I jump on my Vespa and speed off. I get 100 yards down the High Street when a police van, lights flashing, comes alongside.

“Pull over please, sir.”

“I’m very sorry officer. I do apologise — was I was going a little fast?”

I tell him my “take your trousers off” story in mitigation.

“You did the right thing, sir. If you’d taken your trousers off in that shop doorway I would have arrested you for disorderly conduct. My advice — get yourself another tailor, sir.”
He lets me go.

MONDAY 9.30am
St Paul de Vence, South of France

I am here for a week to edit my new book, They Only Call Me When They’re Dead.

I video WhatsApp a friend in Stockholm. His daughter Birgitta answers.

“Did you know I have a Scottish, Jewish, Chinese, Canadian daughter?” I ask.

“That’s funny — you don’t look Chinese,” she says.

(Three years ago a trawlerwoman from Gothenburg said exactly the same thing. What is it with the Swedes?)

TUESDAY 3.30pm

I’m standing at the hotel reception when an elderly Englishman who was at a table next to mine at lunch yesterday walks by.

“Hello! You look like someone I knew years ago. What’s your name?” I ask with a smile.

“I don’t give my name to people I don’t know,” he says without a smile.

“So you only give your name to people who already know you? That doesn’t make sense.”
He walks off.

Lunch on the terrace. I’m eating my starter of figs and melon when I get a sudden sharp pain. I spit the fig out. There’s a wasp on it.

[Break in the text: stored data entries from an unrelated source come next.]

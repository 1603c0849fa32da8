pub mod buffer;
pub mod chars;
pub mod coord;
pub mod cursor;
pub mod fatal;
pub mod rope;

pub use buffer::Buffer;
pub use coord::BufferCoord;
/// The block of lines at least as indented as the cursor's line, blank
/// lines included. `INNER` trims whitespace-only lines from both edges.
pub fn select_indent(
  ctx: &Context,
  selection: &Selection,
  _count: usize,
  flags: ObjectFlags,
) -> Option<Selection> {
  let buffer = ctx.buffer;
  let tabstop = ctx.options.tabstop;
  let to_begin = flags.contains(ObjectFlags::TO_BEGIN);
  let to_end = flags.contains(ObjectFlags::TO_END);

  let pos = selection.cursor;
  let line = pos.line;
  let indent = line_indent(buffer.line(line), tabstop);

  let deep_enough = |line: usize| {
    line_is_empty(buffer.line(line)) || line_indent(buffer.line(line), tabstop) >= indent
  };

  let mut begin_line = line;
  if to_begin {
    while begin_line > 0 && deep_enough(begin_line - 1) {
      begin_line -= 1;
    }
  }
  let mut end_line = line;
  if to_end {
    let end = buffer.line_count();
    while end_line + 1 < end && deep_enough(end_line + 1) {
      end_line += 1;
    }
  }

  if flags.contains(ObjectFlags::INNER) {
    while begin_line < end_line && line_is_only_whitespace(buffer.line(begin_line)) {
      begin_line += 1;
    }
    while begin_line < end_line && line_is_only_whitespace(buffer.line(end_line)) {
      end_line -= 1;
    }
  }

  let first = if to_begin {
    BufferCoord::new(begin_line, 0)
  } else {
    pos
  };
  let last = if to_end {
    BufferCoord::new(end_line, buffer.line(end_line).len_bytes() - 1)
  } else {
    pos
  };
  Some(if to_end {
    Selection::new(first, last)
  } else {
    Selection::new(last, first)
  })
}

#[derive(Debug, Clone, Copy, PartialEq, Eq)]
enum ArgClass {
  None,
  Opening,
  Closing,
  Delimiter,
}

fn classify_argument(c: char) -> ArgClass {
  match c {
    '(' | '[' | '{' => ArgClass::Opening,
    ')' | ']' | '}' => ArgClass::Closing,
    ',' | ';' => ArgClass::Delimiter,
    _ => ArgClass::None,
  }
}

I look down at the wasp. He/she looks up at me.”Help me!” he’s saying.
Then he/she buzzes off with not even a “thank you”.

THURSDAY 10.30am
l I’m still asleep in bed when I get a call from my friend Goldsobel in London.

“Olivia Newton-John’s grandfather was Jewish!”

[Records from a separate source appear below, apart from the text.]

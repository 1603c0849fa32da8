//! Regex-driven selectors.
//!
//! Searches execute directly over the rope, windowed to the selection (or
//! to the region past it) with the surrounding text still visible to
//! look-around, so `^`, `$` and word boundaries at a window edge are
//! judged against the buffer's real content.
//!
//! Unlike the motions, these operations report failure to the user:
//! [`find_next_match`] raises [`SelectError::NoMatches`] and the
//! list-level operations [`SelectError::NothingSelected`] or
//! [`SelectError::InvalidCapture`].

use kite_core::{
  buffer::Buffer,
  rope::{Captures, Config, Regex, RegexBuilder, RopeSliceExt},
};
use ropey::RopeSlice;
use smallvec::SmallVec;

use crate::{
  context::Context,
  movement::Direction,
  selection::{CaptureList, Result, SelectError, Selection, SelectionList},
};

/// A compiled search pattern that keeps its textual form for messages.
/// `^` and `$` match at line boundaries.
#[derive(Debug)]
pub struct Pattern {
  regex:  Regex,
  text:   String,
  groups: usize,
}

impl Pattern {
  pub fn new(pattern: &str) -> Result<Self> {
    let regex = RegexBuilder::new()
      .syntax(Config::new().multi_line(true))
      .build(pattern)
      .map_err(|err| SelectError::InvalidRegex(err.to_string()))?;
    let groups = regex.create_captures().group_len();
    Ok(Self {
      regex,
      text: pattern.to_owned(),
      groups,
    })
  }

  pub fn regex(&self) -> &Regex {
    &self.regex
  }

  pub fn as_str(&self) -> &str {
    &self.text
  }

  /// Number of capture groups, the implicit whole-match group excluded.
  pub fn mark_count(&self) -> usize {
    self.groups - 1
  }
}

fn capture_strings(text: RopeSlice, caps: &Captures) -> CaptureList {
  (0..caps.group_len())
    .map(|group| match caps.get_group(group) {
      Some(span) => text.byte_slice(span.start..span.end).to_string(),
      None => String::new(),
    })
    .collect()
}

fn whole_match(caps: &Captures) -> (usize, usize) {
  let m = caps
    .get_match()
    .expect("a reported capture set always holds a match");
  (m.start(), m.end())
}

/// Last match strictly inside `[0, end)`, ignoring an empty match sitting
/// exactly on the search origin.
fn last_match_before(regex: &Regex, text: RopeSlice, end: usize) -> Option<Captures> {
  let end_byte = text.char_to_byte(end);
  let mut last = None;
  for caps in regex.captures_iter(text.regex_input_at(0..end)) {
    let (start, stop) = whole_match(&caps);
    if start == stop && stop == end_byte {
      continue;
    }
    last = Some(caps);
  }
  last
}

/// Search for the next (or previous) match: forward from one codepoint
/// past the selection's `max`, backward from its `min`. When the buffer
/// end is reached without a hit the search continues from the other end
/// and the returned flag is true.
pub fn find_next_match(
  ctx: &Context,
  selection: &Selection,
  pattern: &Pattern,
  direction: Direction,
) -> Result<(Selection, bool)> {
  let buffer = ctx.buffer;
  let text = buffer.slice();
  let len = buffer.len_chars();
  let mut wrapped = false;

  let found = match direction {
    Direction::Forward => {
      let start = (buffer.coord_to_char(selection.max()) + 1).min(len);
      let mut found = if start < len {
        pattern.regex().captures_iter(text.regex_input_at(start..len)).next()
      } else {
        None
      };
      if found.is_none() {
        wrapped = true;
        found = pattern.regex().captures_iter(text.regex_input()).next();
      }
      found
    },
    Direction::Backward => {
      let end = buffer.coord_to_char(selection.min());
      let mut found = last_match_before(pattern.regex(), text, end);
      if found.is_none() {
        wrapped = true;
        found = last_match_before(pattern.regex(), text, len);
      }
      found
    },
  };

  let no_matches = || SelectError::NoMatches {
    pattern: pattern.as_str().to_owned(),
  };
  let caps = found.ok_or_else(no_matches)?;
  let (start_byte, end_byte) = whole_match(&caps);
  let begin = text.byte_to_char(start_byte);
  if begin == len {
    return Err(no_matches());
  }
  let end = text.byte_to_char(end_byte);
  tracing::trace!(pattern = pattern.as_str(), begin, end, wrapped, "find_next_match");

  let captures = capture_strings(text, &caps);
  let cursor = if begin == end { end } else { end - 1 };
  let sel = match direction {
    Direction::Forward => Selection::new(buffer.char_to_coord(begin), buffer.char_to_coord(cursor)),
    Direction::Backward => Selection::new(buffer.char_to_coord(cursor), buffer.char_to_coord(begin)),
  };
  Ok((sel.with_captures(captures), wrapped))
}

/// Replace every selection with all matches of `pattern` inside it,
/// selecting the `capture`-th group of each (the whole match for zero).
pub fn select_all_matches(
  buffer: &Buffer,
  selections: &SelectionList,
  pattern: &Pattern,
  capture: usize,
) -> Result<SelectionList> {
  if capture > pattern.mark_count() {
    return Err(SelectError::InvalidCapture);
  }

  let text = buffer.slice();
  let mut result: SmallVec<[Selection; 1]> = SmallVec::new();
  for sel in selections {
    let sel_begin = buffer.coord_to_char(sel.min());
    let sel_end = buffer.coord_to_char(sel.max()) + 1;
    let sel_end_byte = text.char_to_byte(sel_end);

    for caps in pattern
      .regex()
      .captures_iter(text.regex_input_at(sel_begin..sel_end))
    {
      let Some(span) = caps.get_group(capture) else {
        continue;
      };
      // A zero-width hit on the window sentinel is not a match inside
      // the selection.
      if span.start == sel_end_byte {
        continue;
      }
      let begin = text.byte_to_char(span.start);
      let end = text.byte_to_char(span.end);

      let captures = capture_strings(text, &caps);
      let cursor = if begin == end { end } else { end - 1 };
      result.push(
        Selection::new(buffer.char_to_coord(begin), buffer.char_to_coord(cursor))
          .with_captures(captures)
          .keep_direction(sel),
      );
    }
  }

  tracing::trace!(
    pattern = pattern.as_str(),
    matches = result.len(),
    "select_all_matches"
  );
  if result.is_empty() {
    return Err(SelectError::NothingSelected);
  }
  let main = result.len() - 1;
  Ok(SelectionList::new(result, main))
}

/// Split every selection on the matches of `pattern`, keeping the gaps
/// between them. The parent selection's direction carries over.
pub fn split_selections(
  buffer: &Buffer,
  selections: &SelectionList,
  pattern: &Pattern,
  capture: usize,
) -> Result<SelectionList> {
  if capture > pattern.mark_count() {
    return Err(SelectError::InvalidCapture);
  }

  let text = buffer.slice();
  let len = buffer.len_chars();
  let mut result: SmallVec<[Selection; 1]> = SmallVec::new();
  for sel in selections {
    let sel_max = buffer.coord_to_char(sel.max());
    let sel_end = sel_max + 1;
    let mut begin = buffer.coord_to_char(sel.min());

    for caps in pattern
      .regex()
      .captures_iter(text.regex_input_at(begin..sel_end))
    {
      let Some(span) = caps.get_group(capture) else {
        continue;
      };
      let gap_end = text.byte_to_char(span.start);
      if gap_end == len {
        continue;
      }
      if gap_end != 0 {
        let cursor = if begin == gap_end { gap_end } else { gap_end - 1 };
        result.push(char_selection(buffer, begin, cursor).keep_direction(sel));
      }
      begin = text.byte_to_char(span.end);
    }
    if begin <= sel_max {
      result.push(char_selection(buffer, begin, sel_max).keep_direction(sel));
    }
  }

  tracing::trace!(
    pattern = pattern.as_str(),
    pieces = result.len(),
    "split_selections"
  );
  if result.is_empty() {
    return Err(SelectError::NothingSelected);
  }
  let main = result.len() - 1;
  Ok(SelectionList::new(result, main))
}

fn char_selection(buffer: &Buffer, anchor: usize, cursor: usize) -> Selection {
  Selection::new(buffer.char_to_coord(anchor), buffer.char_to_coord(cursor))
}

“Sorry, Goldsobel, I can’t talk. I’m jet-lagged,” I tell him.

“You can’t be jet-lagged! France is only one-hour time difference!” he replies.

“You get jet-lag on the train from London to Edinburgh,” I say and go back to sleep.

La Maison de Something restaurant.

I’m waiting for Mel and Delia from Liverpool. I met them yesterday in a cafe when they admired my water hand fan; it blasts a cool mist in your face.

People keep asking, “Monsieur please can you give me a quick blow?”
I sit down at an empty table. The owner comes over. “I am sorry, but this table is reserved for a rich Russian oligarch.”

“Well in that case, I’m definitely not moving. Solidarity with Ukraine!” I say.

FRIDAY 1.30pm
l When I got here five days ago to start editing, I was on 85,945 words. I’m now on 145,795 words.

I don’t think editing is my forte.

A young Indian couple at the next table ask, “Are you a writer?”

“I’m a life insurance salesman,”I say.

Amazingly they still keep talking to me. They’re from Kochi/Cochin.

Twenty-five years ago I visited the old synagogue there with Shirley, my Chinese Canadian wife.

I asked for directions. “You just walk down Jew Alley, turn left onto Jew Street — you can’t miss it,” a shopkeeper told me.

I rang the bell. The old Indian rabbi opened it.

“We are Jewish people from London, can we come in?”

“That’s funny … you don’t look Jewish,” he said.